From Greek mythology, Nyx is the primordial goddess of night, her name meaning simply 'night.'
Nyx stands among the oldest named entities in Western mythology, predating the Olympians by cosmic generations. In Hesiod's *Theogony*, written in the 8th century BCE, Nyx — the Greek personification of Night — emerges from primordial Chaos alongside Erebus (Darkness), and together they give birth to Aether (upper air) and Hemera (Day). She is older than Zeus, older than Olympus, and even the king of the gods treads carefully in her presence.

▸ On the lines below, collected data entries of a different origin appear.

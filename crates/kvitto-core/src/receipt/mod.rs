//! Receipt line-item extraction.
//!
//! Rows from a [`RowSource`](crate::pdf::RowSource) are repaired into logical
//! lines by [`RowReconstructor`], and each line is cut into
//! [`ProductRecord`](crate::models::ProductRecord)s by [`Segmenter`].

pub mod patterns;
mod pipeline;
mod rows;
mod segmenter;

pub use pipeline::ReceiptExtractor;
pub use rows::RowReconstructor;
pub use segmenter::{Segmenter, segment_line};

Homer in the *Iliad* describes Zeus refusing to pursue Sleep into Nyx's domain, fearing her ancient power. She is not a goddess of evil but of the vast, necessary dark. Nyx was the mother of an extraordinary cohort of personified forces: Hypnos (Sleep), Thanatos (Death), the Fates, the Furies, Nemesis, Eris (Strife), and Moros (Doom) — a family portrait of everything that operates beyond human control.
This makes her simultaneously formidable and deeply poetic. She also lent her name to the dwarf planet Nix, a moon of Pluto discovered in 2005. As a given name, Nyx has risen with the broader embrace of mythological names that feel powerful rather than merely pretty — Artemis, Athena, Apollo, Orion.
Its appeal is its compression: three letters that contain the entire mystery of night, all the darkness that is not threatening but simply ancient. It wears easily as both a full name and a nickname, and it carries the rare quality of names that seem to generate their own gravitational field — brief, complete, and cosmically sure of itself.